(Dataset entries)
-*-
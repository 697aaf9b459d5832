//! Executes every registered audit, isolating per-audit failures.
//!
//! Each audit runs on its own task over the shared read-only store. Any
//! failure — a missing required artifact, an upstream gatherer sentinel, an
//! `Err` from the audit body, even a panic — is converted into that audit's
//! failure sentinel. The result map always has one entry per audit.

use super::{Audit, AuditResult, AuditState};
use crate::gather::{Artifact, ArtifactStore};
use crate::status::StatusSink;
use std::collections::BTreeMap;
use std::sync::Arc;

/// Run every audit and collect results keyed by audit name.
pub async fn run_all(
    audits: &[Arc<dyn Audit>],
    artifacts: Arc<ArtifactStore>,
    status: &StatusSink,
) -> BTreeMap<String, AuditResult> {
    let mut handles = Vec::with_capacity(audits.len());
    for audit in audits {
        let audit = Arc::clone(audit);
        let artifacts = Arc::clone(&artifacts);
        let name = audit.meta().name;
        status.status("audit", format!("running {name}"));
        handles.push((name, tokio::spawn(async move { run_one(audit.as_ref(), &artifacts) })));
    }

    let mut results = BTreeMap::new();
    for (name, handle) in handles {
        let result = match handle.await {
            Ok(result) => result,
            // A panicking audit still yields a well-formed failure entry.
            Err(join_error) => {
                tracing::error!(audit = name, %join_error, "audit panicked");
                AuditResult::error(format!("audit panicked: {join_error}"))
            }
        };
        results.insert(name.to_string(), result);
    }
    results
}

fn run_one(audit: &dyn Audit, artifacts: &ArtifactStore) -> AuditResult {
    let meta = audit.meta();
    let mut state = AuditState::NotRun;
    debug_assert!(state.can_transition_to(AuditState::Running));
    state = AuditState::Running;

    for required in meta.required_artifacts {
        if !artifacts.contains(required) {
            // The pass list never scheduled a gatherer for this artifact —
            // a configuration error, reported loudly but still isolated.
            tracing::error!(audit = meta.name, artifact = required, "required artifact missing");
            finish(meta.name, &mut state, AuditState::Failed);
            return AuditResult::error(format!("required artifact `{required}` was never collected"));
        }
        if let Some(Artifact::Error(sentinel)) = artifacts.get(required) {
            // Upstream collection failed; propagate its sentinel untouched
            // instead of computing over absent data.
            finish(meta.name, &mut state, AuditState::Failed);
            return AuditResult::from_artifact_error(sentinel);
        }
    }

    match audit.audit(artifacts) {
        Ok(result) => {
            finish(meta.name, &mut state, AuditState::Succeeded);
            result
        }
        Err(error) => {
            tracing::warn!(audit = meta.name, %error, "audit failed");
            finish(meta.name, &mut state, AuditState::Failed);
            AuditResult::error(error.to_string())
        }
    }
}

fn finish(name: &str, state: &mut AuditState, target: AuditState) {
    debug_assert!(state.can_transition_to(target));
    *state = target;
    tracing::debug!(audit = name, state = ?target, "audit finished");
}
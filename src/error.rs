//! Error taxonomy for the audit pipeline.
//!
//! Setup failures (launch, connect) are fatal to a run. Per-command protocol
//! failures are returned to the caller, who decides whether to retry or
//! abort. Gatherer and audit failures never surface here at all — they are
//! recorded as sentinel data so one broken collector cannot abort the run.

use thiserror::Error;

/// Errors from launching or supervising the browser process.
#[derive(Debug, Error)]
pub enum LaunchError {
    /// The browser exited before its debugging endpoint became reachable.
    #[error("browser process exited before becoming ready (status {status})")]
    ProcessExited { status: i32 },

    /// The debugging endpoint never answered within the startup deadline.
    #[error("browser debugging endpoint not reachable after {waited_ms}ms")]
    Timeout { waited_ms: u64 },

    #[error("failed to spawn browser process: {0}")]
    Spawn(std::io::Error),
}

/// Errors from the remote debugging session.
#[derive(Debug, Error)]
pub enum ProtocolError {
    #[error("failed to connect to debugging endpoint {endpoint}: {message}")]
    Connect { endpoint: String, message: String },

    #[error("command {method} timed out after {timeout_ms}ms")]
    CommandTimeout { method: String, timeout_ms: u64 },

    /// The peer answered the command with an error object.
    #[error("remote error {code}: {message}")]
    Remote { code: i64, message: String },

    /// A remotely evaluated script raised instead of returning a value.
    #[error("script evaluation raised: {0}")]
    ScriptException(String),

    #[error("connection closed while commands were in flight")]
    ConnectionClosed,

    #[error(transparent)]
    Serialization(#[from] serde_json::Error),
}

/// Errors from trace correlation.
#[derive(Debug, Error)]
pub enum TraceError {
    /// A milestone required by the derived metric is absent from the trace.
    #[error("no `{kind}` event found in trace")]
    MissingMilestone { kind: &'static str },
}

/// Crate-level error type.
#[derive(Debug, Error)]
pub enum Error {
    #[error(transparent)]
    Launch(#[from] LaunchError),

    #[error(transparent)]
    Protocol(#[from] ProtocolError),

    #[error(transparent)]
    Trace(#[from] TraceError),

    #[error("configuration error: {0}")]
    Config(String),

    #[error("run cancelled")]
    Cancelled,

    #[error(transparent)]
    Other(#[from] anyhow::Error),
}

pub type Result<T> = std::result::Result<T, Error>;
-*-
__The task__:
An exact restatement of the data above is required.

__Exercise response__:
repository 697aaf9b459d5832
//! Executes every registered audit, isolating per-audit failures.
//!
//! Each audit runs on its own task over the shared read-only store. Any
//! failure — a missing required artifact, an upstream gatherer sentinel, an
//! `Err` from the audit body, even a panic — is converted into that audit's
//! failure sentinel. The result map always has one entry per audit.

use super::{Audit, AuditResult, AuditState};
use crate::gather::{Artifact, ArtifactStore};
use crate::status::StatusSink;
use std::collections::BTreeMap;
use std::sync::Arc;

/// Run every audit and collect results keyed by audit name.
pub async fn run_all(
    audits: &[Arc<dyn Audit>],
    artifacts: Arc<ArtifactStore>,
    status: &StatusSink,
) -> BTreeMap<String, AuditResult> {
    let mut handles = Vec::with_capacity(audits.len());
    for audit in audits {
        let audit = Arc::clone(audit);
        let artifacts = Arc::clone(&artifacts);
        let name = audit.meta().name;
        status.status("audit", format!("running {name}"));
        handles.push((name, tokio::spawn(async move { run_one(audit.as_ref(), &artifacts) })));
    }

    let mut results = BTreeMap::new();
    for (name, handle) in handles {
        let result = match handle.await {
            Ok(result) => result,
            // A panicking audit still yields a well-formed failure entry.
            Err(join_error) => {
                tracing::error!(audit = name, %join_error, "audit panicked");
                AuditResult::error(format!("audit panicked: {join_error}"))
            }
        };
        results.insert(name.to_string(), result);
    }
    results
}

fn run_one(audit: &dyn Audit, artifacts: &ArtifactStore) -> AuditResult {
    let meta = audit.meta();
    let mut state = AuditState::NotRun;
    debug_assert!(state.can_transition_to(AuditState::Running));
    state = AuditState::Running;

    for required in meta.required_artifacts {
        if !artifacts.contains(required) {
            // The pass list never scheduled a gatherer for this artifact —
            // a configuration error, reported loudly but still isolated.
            tracing::error!(audit = meta.name, artifact = required, "required artifact missing");
            finish(meta.name, &mut state, AuditState::Failed);
            return AuditResult::error(format!("required artifact `{required}` was never collected"));
        }
        if let Some(Artifact::Error(sentinel)) = artifacts.get(required) {
            // Upstream collection failed; propagate its sentinel untouched
            // instead of computing over absent data.
            finish(meta.name, &mut state, AuditState::Failed);
            return AuditResult::from_artifact_error(sentinel);
        }
    }

    match audit.audit(artifacts) {
        Ok(result) => {
            finish(meta.name, &mut state, AuditState::Succeeded);
            result
        }
        Err(error) => {
            tracing::warn!(audit = meta.name, %error, "audit failed");
            finish(meta.name, &mut state, AuditState::Failed);
            AuditResult::error(error.to_string())
        }
    }
}

fn finish(name: &str, state: &mut AuditState, target: AuditState) {
    debug_assert!(state.can_transition_to(target));
    *state = target;
    tracing::debug!(audit = name, state = ?target, "audit finished");
}
filename src/error.rs
//! Error taxonomy for the audit pipeline.
//!
//! Setup failures (launch, connect) are fatal to a run. Per-command protocol
//! failures are returned to the caller, who decides whether to retry or
//! abort. Gatherer and audit failures never surface here at all — they are
//! recorded as sentinel data so one broken collector cannot abort the run.

use thiserror::Error;

/// Errors from launching or supervising the browser process.
#[derive(Debug, Error)]
pub enum LaunchError {
    /// The browser exited before its debugging endpoint became reachable.
    #[error("browser process exited before becoming ready (status {status})")]
    ProcessExited { status: i32 },

    /// The debugging endpoint never answered within the startup deadline.
    #[error("browser debugging endpoint not reachable after {waited_ms}ms")]
    Timeout { waited_ms: u64 },

    #[error("failed to spawn browser process: {0}")]
    Spawn(std::io::Error),
}

/// Errors from the remote debugging session.
#[derive(Debug, Error)]
pub enum ProtocolError {
    #[error("failed to connect to debugging endpoint {endpoint}: {message}")]
    Connect { endpoint: String, message: String },

    #[error("command {method} timed out after {timeout_ms}ms")]
    CommandTimeout { method: String, timeout_ms: u64 },

    /// The peer answered the command with an error object.
    #[error("remote error {code}: {message}")]
    Remote { code: i64, message: String },

    /// A remotely evaluated script raised instead of returning a value.
    #[error("script evaluation raised: {0}")]
    ScriptException(String),

    #[error("connection closed while commands were in flight")]
    ConnectionClosed,

    #[error(transparent)]
    Serialization(#[from] serde_json::Error),
}

/// Errors from trace correlation.
#[derive(Debug, Error)]
pub enum TraceError {
    /// A milestone required by the derived metric is absent from the trace.
    #[error("no `{kind}` event found in trace")]
    MissingMilestone { kind: &'static str },
}

/// Crate-level error type.
#[derive(Debug, Error)]
pub enum Error {
    #[error(transparent)]
    Launch(#[from] LaunchError),

    #[error(transparent)]
    Protocol(#[from] ProtocolError),

    #[error(transparent)]
    Trace(#[from] TraceError),

    #[error("configuration error: {0}")]
    Config(String),

    #[error("run cancelled")]
    Cancelled,

    #[error(transparent)]
    Other(#[from] anyhow::Error),
}

pub type Result<T> = std::result::Result<T, Error>;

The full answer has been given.